Thursday 15 November 2012

A bigger bomb. a longer fuse

"So basically they are making the bomb bigger but have succeeded in lengthening the fuse."

One last point – a general one but an important one. Whoever buys the risk from the banks, no matter what claims are made for how separate they are from the banks and how much this removes the risk from the banks, ask yourself where these other people got the money to buy the risk from? The fact is 98% of all the money in the world is credit backed bank created money. No one is insuring bank risk or buying risky assets with sovereign backed money. They are buying it with credit backed money – credit that at some point was created by and loaned from a bank. Somewhere back along the chain a bank counts that loan as an asset and has a risk attached to it. That one simple fact means that it doesn’t really matter who ‘buys’ a bank’s risk. Ultimately it is still tied to a bank and the banking system. The risk never ever goes away until the loan it is part of is paid down.
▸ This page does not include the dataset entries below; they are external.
//! Benchmarks for rule application and tree building.
//!
//! Run with: cargo bench

use criterion::{black_box, criterion_group, criterion_main, BenchmarkId, Criterion};

use plantilla::core::builder;
use plantilla::core::engine;
use plantilla::core::params::{Backend, BootstrapParams};
use plantilla::core::rules::Rule;

fn sample_params(backend: Backend) -> BootstrapParams {
    BootstrapParams {
        app_name: "bench-app".to_string(),
        target_dir: std::path::PathBuf::from("/tmp/bench-app"),
        hostname: Some("http://bench.example.com".to_string()),
        backend,
        verbose: false,
        install: false,
    }
}

fn bench_literal_rule(c: &mut Criterion) {
    let rule = Rule::literal_all("classic", "nova");
    let mut group = c.benchmark_group("literal_rule");
    for size in [64, 256, 1024, 4096] {
        let input: String = "the classic backend ".repeat(size / 20);
        group.bench_with_input(BenchmarkId::from_parameter(size), &input, |b, input| {
            b.iter(|| {
                let out = rule.apply(black_box(input)).unwrap();
                black_box(out);
            });
        });
    }
    group.finish();
}

fn bench_regex_rule(c: &mut Criterion) {
    // Includes the per-apply pattern compilation the engine pays.
    let rule = Rule::regex(r#"appName: "(.*?)""#, r#"appName: "bench""#);
    let input = format!(
        "{}appName: \"Dashboards App\",\n{}",
        "// filler line\n".repeat(50),
        "// filler line\n".repeat(50)
    );
    c.bench_function("regex_rule_apply", |b| {
        b.iter(|| {
            let out = rule.apply(black_box(&input)).unwrap();
            black_box(out);
        });
    });
}

fn bench_build_tree(c: &mut Criterion) {
    let mut group = c.benchmark_group("build_tree");
    for backend in [Backend::Classic, Backend::Nova] {
        let params = sample_params(backend);
        group.bench_with_input(
            BenchmarkId::from_parameter(backend),
            &params,
            |b, params| {
                b.iter(|| {
                    let tree = builder::build(black_box(params));
                    black_box(tree);
                });
            },
        );
    }
    group.finish();
}

fn bench_engine_apply(c: &mut Criterion) {
    let dir = tempfile::tempdir().unwrap();
    std::fs::create_dir_all(dir.path().join("src/components/Header")).unwrap();
    std::fs::write(
        dir.path().join("package.json"),
        concat!(
            "{\n",
            "    \"name\": \"@dashboards/app-name-placeholder\",\n",
            "    \"scripts\": {\n",
            "        \"start\": \"cross-env HTTPS=true react-scripts start\",\n",
            "        \"refresh-catalog\": \"node ./scripts/refresh-catalog.js\"\n",
            "    },\n",
            "    \"dependencies\": {\n",
            "        \"@dashboards/sdk-backend-classic\": \"^9.1.0\"\n",
            "    }\n",
            "}\n"
        ),
    )
    .unwrap();
    std::fs::write(
        dir.path().join("src/constants.js"),
        concat!(
            "module.exports = {\n",
            "    appName: \"Dashboards App\",\n",
            "    backend: \"https://public.dashboards.example.com\",\n",
            "    workspace: \"\",\n",
            "};\n"
        ),
    )
    .unwrap();
    std::fs::write(
        dir.path().join("src/setupProxy.js"),
        "module.exports = (app) => app.use(proxy(\"/data\", options));\n",
    )
    .unwrap();
    std::fs::write(
        dir.path().join("src/components/Header/Header.js"),
        "import Aside from \"./Aside\";\nexport default () => <header><Aside /></header>;\n",
    )
    .unwrap();

    let params = sample_params(Backend::Nova);
    let tree = builder::build(&params);

    // First iteration rewrites; the rest measure the steady-state fold.
    c.bench_function("engine_apply_tree", |b| {
        b.iter(|| {
            engine::apply(black_box(&tree), black_box(dir.path())).unwrap();
        });
    });
}

criterion_group!(
    benches,
    bench_literal_rule,
    bench_regex_rule,
    bench_build_tree,
    bench_engine_apply
);
criterion_main!(benches);
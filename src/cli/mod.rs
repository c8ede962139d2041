//! CLI subcommands — new, pack.

use std::path::{Path, PathBuf};

use clap::Subcommand;

use crate::core::params::{sanitize_app_name, Backend, BootstrapParams};
use crate::core::pipeline;
use crate::report::ConsoleReporter;
use crate::template;

#[derive(Subcommand, Debug)]
pub enum Commands {
    /// Create a new application from a packaged template
    New {
        /// Application name; sanitized into a package identifier
        name: String,

        /// Directory to create the application under (default: current)
        #[arg(short, long)]
        target_dir: Option<PathBuf>,

        /// Backend hostname; scheme optional, defaults to https
        #[arg(long)]
        hostname: Option<String>,

        /// Backend variant the application talks to
        #[arg(long, value_enum, default_value_t = Backend::Classic)]
        backend: Backend,

        /// Template archive (default: template.tgz next to the executable)
        #[arg(long)]
        template: Option<PathBuf>,

        /// Skip dependency installation
        #[arg(long)]
        no_install: bool,

        /// Show diagnostic detail
        #[arg(short, long)]
        verbose: bool,
    },

    /// Pack a template source directory into a shippable archive
    Pack {
        /// Template source directory
        source: PathBuf,

        /// Output archive path
        #[arg(short, long, default_value = "template.tgz")]
        output: PathBuf,
    },
}

/// Dispatch a CLI command.
pub fn dispatch(cmd: Commands) -> Result<(), String> {
    match cmd {
        Commands::New {
            name,
            target_dir,
            hostname,
            backend,
            template,
            no_install,
            verbose,
        } => cmd_new(
            &name, target_dir, hostname, backend, template, no_install, verbose,
        ),
        Commands::Pack { source, output } => cmd_pack(&source, &output),
    }
}

fn cmd_new(
    name: &str,
    target_dir: Option<PathBuf>,
    hostname: Option<String>,
    backend: Backend,
    template: Option<PathBuf>,
    no_install: bool,
    verbose: bool,
) -> Result<(), String> {
    let app_name = sanitize_app_name(name);
    let parent = match target_dir {
        Some(dir) => dir,
        None => std::env::current_dir()
            .map_err(|e| format!("cannot resolve working directory: {}", e))?,
    };
    let params = BootstrapParams {
        target_dir: parent.join(&app_name),
        app_name,
        hostname,
        backend,
        verbose,
        install: !no_install,
    };

    let package = match template {
        Some(path) => path,
        None => bundled_template()?,
    };

    let reporter = ConsoleReporter::new(verbose);
    pipeline::run(&params, &package, &reporter)
        .map(|_| ())
        .map_err(|e| e.to_string())
}

/// Template archive shipped next to the installed executable.
fn bundled_template() -> Result<PathBuf, String> {
    let exe =
        std::env::current_exe().map_err(|e| format!("cannot locate executable: {}", e))?;
    let dir = exe
        .parent()
        .ok_or_else(|| "executable has no parent directory".to_string())?;
    Ok(dir.join("template.tgz"))
}

fn cmd_pack(source: &Path, output: &Path) -> Result<(), String> {
    if !source.is_dir() {
        return Err(format!("{} is not a directory", source.display()));
    }
    template::pack(source, output).map_err(|e| e.to_string())?;
    println!("Packed {} into {}", source.display(), output.display());
    Ok(())
}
The risk from the bad loans that are still crippling our banking and financial system have not been removed or dealt with in any way other than to move them from the regulatory spot light to a darker corner where they can fester un-noticed. They will not be dealt with until the loans are paid down or written off. The losses must be cleared from the system and will be – by bankruptcy or bail outs. In the mean time all this insurance is, at best, moving the mines around the mine field.